→ ASSIGNED TASK: Please copy exactly the lines that run from the start of the entries to the line containing "const GGML_MAGICS: [u32;", inclusive.
[SUPPLIED ENTRIES Boundary: Start]
//! Model file format detection.
//!
//! Classification is extension-first and falls back to a header probe of at
//! most [`PROBE_LEN`] bytes. Detection never fails: unreadable or
//! unrecognised files are [`ModelFormat::Unknown`].

use serde::{Deserialize, Serialize};
use std::fmt;
use std::fs::File;
use std::io::Read;
use std::path::Path;

/// Maximum number of header bytes inspected.
pub const PROBE_LEN: usize = 16;

/// GGUF magic as stored on disk.
const GGUF_MAGIC: &[u8; 4] = b"GGUF";

/// Legacy GGML magics, little-endian u32 on disk (`ggml`, `ggmf`, `ggjt`).
const GGML_MAGICS: [u32; 3] = [0x6767_6d6c, 0x6767_6d66, 0x6767_6a74];

/// Binary family of a model file.
#[derive(Debug, Clone, Copy, PartialEq, Eq, Hash, Serialize, Deserialize)]
#[serde(rename_all = "lowercase")]
pub enum ModelFormat {
    Onnx,
    Gguf,
    Ggml,
    Unknown,
}

impl ModelFormat {
    /// Formats served by the quantized transformer backend.
    pub fn is_transformer(self) -> bool {
        matches!(self, ModelFormat::Gguf | ModelFormat::Ggml)
    }

    pub fn is_graph(self) -> bool {
        matches!(self, ModelFormat::Onnx)
    }

    pub fn is_known(self) -> bool {
        !matches!(self, ModelFormat::Unknown)
    }
}

impl fmt::Display for ModelFormat {
    fn fmt(&self, f: &mut fmt::Formatter<'_>) -> fmt::Result {
        match self {
            Self::Onnx => write!(f, "onnx"),
            Self::Gguf => write!(f, "gguf"),
            Self::Ggml => write!(f, "ggml"),
            Self::Unknown => write!(f, "unknown"),
        }
    }
}

/// Stateless detector over file extension and header magic.
#[derive(Debug, Clone, Copy, Default)]
pub struct FormatDetector;

impl FormatDetector {
    pub fn new() -> Self {
        Self
    }

    /// Classify `path`.
    pub fn detect(&self, path: &Path) -> ModelFormat {
        let ext = path
            .extension()
            .and_then(|e| e.to_str())
            .map(|e| e.to_ascii_lowercase());

        match ext.as_deref() {
            Some("onnx") => return ModelFormat::Onnx,
            Some("gguf") => return ModelFormat::Gguf,
            Some("ggml") | Some("bin") => {
                let header = read_header(path);
                if is_ggml(&header) {
                    return ModelFormat::Ggml;
                }
                return classify_header(&header);
            }
            _ => {}
        }

        classify_header(&read_header(path))
    }

    /// Classify raw header bytes without touching the filesystem.
    pub fn detect_bytes(&self, header: &[u8]) -> ModelFormat {
        classify_header(header)
    }
}

/// Convenience wrapper over [`FormatDetector::detect`].
pub fn detect(path: impl AsRef<Path>) -> ModelFormat {
    FormatDetector.detect(path.as_ref())
}

fn read_header(path: &Path) -> Vec<u8> {
    let mut buf = Vec::with_capacity(PROBE_LEN);
    match File::open(path) {
        Ok(file) => {
            if let Err(e) = file.take(PROBE_LEN as u64).read_to_end(&mut buf) {
                tracing::debug!(path = %path.display(), error = %e, "header probe failed");
                buf.clear();
            }
        }
        Err(e) => {
            tracing::debug!(path = %path.display(), error = %e, "header probe could not open file");
        }
    }
    buf
}

/// Probe order is fixed: ONNX, GGUF, GGML.
fn classify_header(header: &[u8]) -> ModelFormat {
    if is_onnx(header) {
        ModelFormat::Onnx
    } else if is_gguf(header) {
        ModelFormat::Gguf
    } else if is_ggml(header) {
        ModelFormat::Ggml
    } else {
        ModelFormat::Unknown
    }
}

fn is_gguf(header: &[u8]) -> bool {
    header.len() >= 4 && &header[..4] == GGUF_MAGIC
}

fn is_ggml(header: &[u8]) -> bool {
    if header.len() < 4 {
        return false;
    }
    let magic = u32::from_le_bytes([header[0], header[1], header[2], header[3]]);
    GGML_MAGICS.contains(&magic)
}

/// `ModelProto` starts with `ir_version` (field 1, varint) followed by a
/// length-delimited field such as `producer_name` or `graph`.
fn is_onnx(header: &[u8]) -> bool {
    if header.first() != Some(&0x08) {
        return false;
    }
    let mut pos = 1;
    let mut ir_version: u64 = 0;
    let mut shift = 0;
    loop {
        let Some(&byte) = header.get(pos) else {
            return false;
        };
        ir_version |= u64::from(byte & 0x7f) << shift;
        pos += 1;
        if byte & 0x80 == 0 {
            break;
        }
        shift += 7;
        if shift > 14 {
            return false;
        }
    }
    if ir_version == 0 || ir_version > 64 {
        return false;
    }
    let Some(&tag) = header.get(pos) else {
        return false;
    };
    let field = tag >> 3;
    tag & 0x07 == 2 && (2..=20).contains(&field)
}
[SUPPLIED ENTRIES Boundary: End]
→ TASK RESPONSE:
//! Model file format detection.
//!
//! Classification is extension-first and falls back to a header probe of at
//! most [`PROBE_LEN`] bytes. Detection never fails: unreadable or
//! unrecognised files are [`ModelFormat::Unknown`].

use serde::{Deserialize, Serialize};
use std::fmt;
use std::fs::File;
use std::io::Read;
use std::path::Path;

/// Maximum number of header bytes inspected.
pub const PROBE_LEN: usize = 16;

/// GGUF magic as stored on disk.
const GGUF_MAGIC: &[u8; 4] = b"GGUF";

/// Legacy GGML magics, little-endian u32 on disk (`ggml`, `ggmf`, `ggjt`).
const GGML_MAGICS: [u32; 3] = [0x6767_6d6c, 0x6767_6d66, 0x6767_6a74];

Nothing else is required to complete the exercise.